Following the injection of the endotoxin, they found that the autoimmune response of smokers was significantly compromised compared to that of the non-smokers. 

This effect was observed to be located in specific regions of the brain and not across the entire brain of the smokers. 

The findings of this study concluded that some vital areas of the brain that control executive function, desire, and motivation were dysfunctional in those who smoked cigarettes. 

This could have a significant effect on a smoker’s ability to quit cigarettes, which makes tobacco so highly addictive.  

Smoking And Its Effect On Your Immune System (1)

How Do The Chemicals In Tobacco Smoke Impact The Immune System?

There are over 7000 different chemical compounds found in tobacco smoke.  They all have some influence on the body and the immune system, and they can have a negative effect on the body’s ability to fend off infection and disease.


Nicotine is the most recognizable chemical found in tobacco.  Not only is it recognized as being highly addictive, it also has proinflammatory and immunosuppressant properties.

Due to these properties, nicotine is able to reduce the body’s immune functions by affecting neutrophils and phagocytes.  A weakened immune system can increase the risk of a whole range of infections, diseases, and even cancers. 


Tobacco smoke makes a solid substance known as tar.  The tar from cigarette smoke is known for being full of carcinogens, and it can stain the tissue within the smoker’s lungs. 

Along with the other toxins in the tobacco smoke, the tar can damage antibodies, thus negatively affecting the body’s immune system.  

Oxidizing Chemicals

There are various oxidizing agents found in tobacco smoke such as perchloric acid, hydrogen peroxide, benzene, formaldehyde, and hydrogen cyanide. 
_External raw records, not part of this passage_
use diesel::prelude::*;

use crate::domain::attribute::AttributeDefinitionDraft;
use crate::domain::category::{Category, NewCategory};
use crate::domain::types::{AttributeUnit, CategoryId, CategoryName, CategoryStatus};
use crate::models::attribute::NewAttributeDefinition as DbNewAttributeDefinition;
use crate::models::category::{Category as DbCategory, NewCategory as DbNewCategory};
use crate::repository::errors::RepositoryResult;
use crate::repository::{CategoryReader, CategoryWriter, DieselRepository, attribute};

impl CategoryReader for DieselRepository {
    fn list_categories(&self) -> RepositoryResult<Vec<Category>> {
        use crate::schema::categories;

        let mut conn = self.conn()?;

        let items = categories::table
            .order(categories::name.asc())
            .load::<DbCategory>(&mut conn)?
            .into_iter()
            .map(TryInto::try_into)
            .collect::<Result<Vec<Category>, _>>()?;

        Ok(items)
    }

    fn get_category_by_id(&self, id: CategoryId) -> RepositoryResult<Option<Category>> {
        use crate::schema::categories;

        let mut conn = self.conn()?;

        let category = categories::table
            .filter(categories::id.eq(id.get()))
            .first::<DbCategory>(&mut conn)
            .optional()?;

        Ok(category.map(TryInto::try_into).transpose()?)
    }

    fn count_child_categories(&self, id: CategoryId) -> RepositoryResult<usize> {
        use crate::schema::categories;

        let mut conn = self.conn()?;

        let total = categories::table
            .filter(categories::parent_id.eq(Some(id.get())))
            .count()
            .get_result::<i64>(&mut conn)?;

        Ok(total as usize)
    }

    fn count_crops_in_category(&self, id: CategoryId) -> RepositoryResult<usize> {
        use crate::schema::crops;

        let mut conn = self.conn()?;

        let total = crops::table
            .filter(crops::category_id.eq(id.get()))
            .count()
            .get_result::<i64>(&mut conn)?;

        Ok(total as usize)
    }
}

impl CategoryWriter for DieselRepository {
    fn create_category(
        &self,
        category: &NewCategory,
        attributes: &[AttributeDefinitionDraft],
    ) -> RepositoryResult<Category> {
        use crate::schema::{attribute_definitions, categories};

        let mut conn = self.conn()?;

        let created = conn.transaction(|conn| {
            let db_category: DbNewCategory = category.clone().into();

            let created: DbCategory = diesel::insert_into(categories::table)
                .values(db_category)
                .get_result(conn)?;

            for draft in attributes {
                let row = DbNewAttributeDefinition {
                    category_id: created.id,
                    name: draft.name.as_str().to_string(),
                    data_type: draft.data_type.as_str().to_string(),
                    is_required: draft.is_required,
                    validation_rule: draft.validation_rule.clone(),
                    unit: draft.unit.clone().map(AttributeUnit::into_inner),
                    created_at: category.created_at,
                    updated_at: category.updated_at,
                };
                diesel::insert_into(attribute_definitions::table)
                    .values(row)
                    .execute(conn)?;
            }

            QueryResult::Ok(created)
        })?;

        Ok(created.try_into()?)
    }

    fn update_category(
        &self,
        id: CategoryId,
        name: &CategoryName,
        parent_id: Option<CategoryId>,
        attributes: Option<&[AttributeDefinitionDraft]>,
    ) -> RepositoryResult<usize> {
        use crate::schema::categories;

        let mut conn = self.conn()?;

        let affected = conn.transaction(|conn| {
            let affected =
                diesel::update(categories::table.filter(categories::id.eq(id.get())))
                    .set((
                        categories::name.eq(name.as_str()),
                        categories::parent_id.eq(parent_id.map(CategoryId::get)),
                        categories::updated_at.eq(diesel::dsl::now),
                    ))
                    .execute(conn)?;

            if let Some(desired) = attributes {
                attribute::reconcile_definitions_in(conn, id, desired)?;
            }

            QueryResult::Ok(affected)
        })?;

        Ok(affected)
    }

    fn set_category_status(
        &self,
        id: CategoryId,
        status: CategoryStatus,
    ) -> RepositoryResult<usize> {
        use crate::schema::categories;

        let mut conn = self.conn()?;

        let affected = diesel::update(categories::table.filter(categories::id.eq(id.get())))
            .set((
                categories::status.eq(status.as_str()),
                categories::updated_at.eq(diesel::dsl::now),
            ))
            .execute(&mut conn)?;

        Ok(affected)
    }

    fn delete_category(&self, id: CategoryId) -> RepositoryResult<usize> {
        let mut conn = self.conn()?;

        let affected = conn.transaction(|conn| delete_categories_in(conn, &[id.get()]))?;

        Ok(affected)
    }

    fn delete_categories(&self, ids: &[CategoryId]) -> RepositoryResult<usize> {
        if ids.is_empty() {
            return Ok(0);
        }

        let mut conn = self.conn()?;
        let raw_ids: Vec<i32> = ids.iter().map(|id| id.get()).collect();

        let affected = conn.transaction(|conn| delete_categories_in(conn, &raw_ids))?;

        Ok(affected)
    }
}

/// Removes categories together with their attribute definitions and any
/// values referencing those definitions. Runs inside the caller's
/// transaction.
fn delete_categories_in(conn: &mut SqliteConnection, ids: &[i32]) -> QueryResult<usize> {
    use crate::schema::{attribute_definitions, categories, crop_attributes};

    let owned_definitions = attribute_definitions::table
        .filter(attribute_definitions::category_id.eq_any(ids.to_vec()))
        .select(attribute_definitions::id);

    diesel::delete(
        crop_attributes::table
            .filter(crop_attributes::attribute_definition_id.eq_any(owned_definitions)),
    )
    .execute(conn)?;

    diesel::delete(
        attribute_definitions::table
            .filter(attribute_definitions::category_id.eq_any(ids.to_vec())),
    )
    .execute(conn)?;

    diesel::delete(categories::table.filter(categories::id.eq_any(ids.to_vec()))).execute(conn)
}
These chemicals are highly reactive, and they can cause massive damage to a smoker’s blood vessels and even their heart.  They can also lead to an increase in cholesterol levels and clog arteries.  This can lead to heart disease and even strokes.  

Carbon Monoxide 

Long term smoking can lead to a build up of carbon monoxide in the bloodstream, which replaces the oxygen in the blood.  This is tremendously dangerous and can be fatal. 

Once oxygen levels in the blood are compromised, less oxygen can get to the body’s vital organs.  This also compromises the body’s ability to fight off diseases and infections. 
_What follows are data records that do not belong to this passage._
use std::collections::HashMap;

use chrono::Utc;
use serde::Deserialize;
use thiserror::Error;
use validator::{Validate, ValidationErrors};

use crate::domain::attribute::AttributeValueInput;
use crate::domain::crop::NewCrop;
use crate::domain::types::{
    AttributeDefinitionId, CategoryId, CropId, CropName, CropSortBy, TypeConstraintError,
};

/// Errors produced when converting crop forms into typed payloads.
#[derive(Debug, Error)]
pub enum CropFormError {
    #[error("crop form validation failed: {0}")]
    Validation(String),
    #[error("crop form contains invalid data: {0}")]
    TypeConstraint(String),
}

impl From<ValidationErrors> for CropFormError {
    fn from(value: ValidationErrors) -> Self {
        Self::Validation(value.to_string())
    }
}

impl From<TypeConstraintError> for CropFormError {
    fn from(value: TypeConstraintError) -> Self {
        Self::TypeConstraint(value.to_string())
    }
}

/// One raw attribute value as submitted with a crop.
#[derive(Debug, Clone, Deserialize, Validate)]
pub struct CropAttributeValueForm {
    #[validate(range(min = 1))]
    pub attribute_definition_id: i32,
    pub value: String,
}

impl TryFrom<CropAttributeValueForm> for AttributeValueInput {
    type Error = CropFormError;

    fn try_from(value: CropAttributeValueForm) -> Result<Self, Self::Error> {
        value.validate()?;
        Ok(Self {
            attribute_definition_id: AttributeDefinitionId::new(value.attribute_definition_id)?,
            value: value.value,
        })
    }
}

#[derive(Debug, Deserialize, Validate)]
pub struct AddCropForm {
    #[validate(length(min = 1, max = 100))]
    pub name: String,
    #[validate(range(min = 1))]
    pub category_id: i32,
    #[serde(default)]
    pub attributes: Vec<CropAttributeValueForm>,
}

#[derive(Debug, Clone, PartialEq)]
pub struct AddCropFormPayload {
    pub name: CropName,
    pub category_id: CategoryId,
    pub attributes: Vec<AttributeValueInput>,
}

impl AddCropFormPayload {
    /// Splits the payload into the insertable crop and its raw values.
    pub fn into_parts(self) -> (NewCrop, Vec<AttributeValueInput>) {
        let now = Utc::now().naive_utc();
        let crop = NewCrop {
            name: self.name,
            category_id: self.category_id,
            created_at: now,
            updated_at: now,
        };
        (crop, self.attributes)
    }
}

impl TryFrom<AddCropForm> for AddCropFormPayload {
    type Error = CropFormError;

    fn try_from(value: AddCropForm) -> Result<Self, Self::Error> {
        value.validate()?;
        Ok(Self {
            name: CropName::new(value.name)?,
            category_id: CategoryId::new(value.category_id)?,
            attributes: value
                .attributes
                .into_iter()
                .map(TryInto::try_into)
                .collect::<Result<Vec<_>, _>>()?,
        })
    }
}

#[derive(Debug, Deserialize, Validate)]
pub struct UpdateCropForm {
    #[validate(range(min = 1))]
    pub crop_id: i32,
    #[validate(length(min = 1, max = 100))]
    pub name: String,
    #[validate(range(min = 1))]
    pub category_id: i32,
    #[serde(default)]
    pub attributes: Vec<CropAttributeValueForm>,
}

#[derive(Debug, Clone, PartialEq)]
pub struct UpdateCropFormPayload {
    pub crop_id: CropId,
    pub name: CropName,
    pub category_id: CategoryId,
    pub attributes: Vec<AttributeValueInput>,
}

impl TryFrom<UpdateCropForm> for UpdateCropFormPayload {
    type Error = CropFormError;

    fn try_from(value: UpdateCropForm) -> Result<Self, Self::Error> {
        value.validate()?;
        Ok(Self {
            crop_id: CropId::new(value.crop_id)?,
            name: CropName::new(value.name)?,
            category_id: CategoryId::new(value.category_id)?,
            attributes: value
                .attributes
                .into_iter()
                .map(TryInto::try_into)
                .collect::<Result<Vec<_>, _>>()?,
        })
    }
}

#[derive(Debug, Deserialize, Validate)]
pub struct DeleteCropForm {
    #[validate(range(min = 1))]
    pub crop_id: i32,
}

#[derive(Debug, Clone, PartialEq)]
pub struct DeleteCropFormPayload {
    pub crop_id: CropId,
}

impl TryFrom<DeleteCropForm> for DeleteCropFormPayload {
    type Error = CropFormError;

    fn try_from(value: DeleteCropForm) -> Result<Self, Self::Error> {
        value.validate()?;
        Ok(Self {
            crop_id: CropId::new(value.crop_id)?,
        })
    }
}

fn default_page() -> usize {
    1
}

fn default_page_size() -> usize {
    20
}

#[derive(Debug, Deserialize)]
pub struct SearchCropsForm {
    pub search_term: Option<String>,
    pub category_id: Option<i32>,
    /// Exact-match filters keyed by attribute definition id.
    #[serde(default)]
    pub attribute_filters: HashMap<i32, String>,
    pub sort_by: Option<String>,
    #[serde(default)]
    pub sort_descending: bool,
    #[serde(default = "default_page")]
    pub page: usize,
    #[serde(default = "default_page_size")]
    pub page_size: usize,
}

#[derive(Debug, Clone, PartialEq)]
pub struct CropSearchPayload {
    pub search_term: Option<String>,
    pub category_id: Option<CategoryId>,
    pub attribute_filters: HashMap<AttributeDefinitionId, String>,
    pub sort_by: CropSortBy,
    pub sort_descending: bool,
    pub page: usize,
    pub page_size: usize,
}

impl Default for CropSearchPayload {
    fn default() -> Self {
        Self {
            search_term: None,
            category_id: None,
            attribute_filters: HashMap::new(),
            sort_by: CropSortBy::default(),
            sort_descending: false,
            page: default_page(),
            page_size: default_page_size(),
        }
    }
}

impl TryFrom<SearchCropsForm> for CropSearchPayload {
    type Error = CropFormError;

    fn try_from(value: SearchCropsForm) -> Result<Self, Self::Error> {
        if value.page == 0 || value.page_size == 0 {
            return Err(CropFormError::Validation(
                "page and page_size are 1-indexed and must be positive".to_string(),
            ));
        }

        let attribute_filters = value
            .attribute_filters
            .into_iter()
            .map(|(id, filter)| Ok((AttributeDefinitionId::new(id)?, filter)))
            .collect::<Result<HashMap<_, _>, TypeConstraintError>>()?;

        Ok(Self {
            search_term: value
                .search_term
                .map(|term| term.trim().to_string())
                .filter(|term| !term.is_empty()),
            category_id: value.category_id.map(CategoryId::new).transpose()?,
            attribute_filters,
            sort_by: match value.sort_by.as_deref() {
                Some(sort_by) => CropSortBy::try_from(sort_by)?,
                None => CropSortBy::default(),
            },
            sort_descending: value.sort_descending,
            page: value.page,
            page_size: value.page_size,
        })
    }
}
Radioactive Compounds And Metals

Some of the compounds found in tobacco products are also radioactive.  Tobacco smoke contains particles of heavy metals such as arsenic, nickel, lead, and cobalt. 

Once these compounds enter the lungs, they can greatly increase the likelihood of contracting a lung infection. 
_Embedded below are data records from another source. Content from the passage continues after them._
use chrono::NaiveDateTime;
use diesel::prelude::*;

use crate::domain::category::{Category as DomainCategory, NewCategory as DomainNewCategory};
use crate::domain::types::{CategoryName, CategoryStatus, TypeConstraintError};

/// Diesel model representing the `categories` table.
#[derive(Debug, Clone, Identifiable, Queryable)]
#[diesel(table_name = crate::schema::categories)]
pub struct Category {
    pub id: i32,
    pub name: String,
    pub parent_id: Option<i32>,
    pub status: String,
    pub created_at: NaiveDateTime,
    pub updated_at: NaiveDateTime,
}

/// Insertable form of [`Category`].
#[derive(Debug, Insertable)]
#[diesel(table_name = crate::schema::categories)]
pub struct NewCategory {
    pub name: String,
    pub parent_id: Option<i32>,
    pub status: String,
    pub created_at: NaiveDateTime,
    pub updated_at: NaiveDateTime,
}

impl TryFrom<Category> for DomainCategory {
    type Error = TypeConstraintError;

    fn try_from(category: Category) -> Result<Self, Self::Error> {
        Ok(Self {
            id: category.id.try_into()?,
            name: CategoryName::new(category.name)?,
            parent_id: category.parent_id.map(TryInto::try_into).transpose()?,
            status: CategoryStatus::try_from(category.status)?,
            created_at: category.created_at,
            updated_at: category.updated_at,
        })
    }
}

impl From<DomainNewCategory> for NewCategory {
    fn from(category: DomainNewCategory) -> Self {
        Self {
            name: category.name.into_inner(),
            parent_id: category.parent_id.map(|id| id.get()),
            status: category.status.as_str().to_string(),
            created_at: category.created_at,
            updated_at: category.updated_at,
        }
    }
}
Tobacco Use And Autoimmune Disease

The wealth of dangerous chemicals found in tobacco smoke can function as a pathogen for various autoimmune diseases.  They can engage the development of antibodies, studies have shown. 

Thus, smokers are far more likely to develop autoimmune diseases such as rheumatoid arthritis.


Smoking tobacco products can significantly compromise the body’s immune system and therefore have a greater knock on effect on a smoker’s overall health.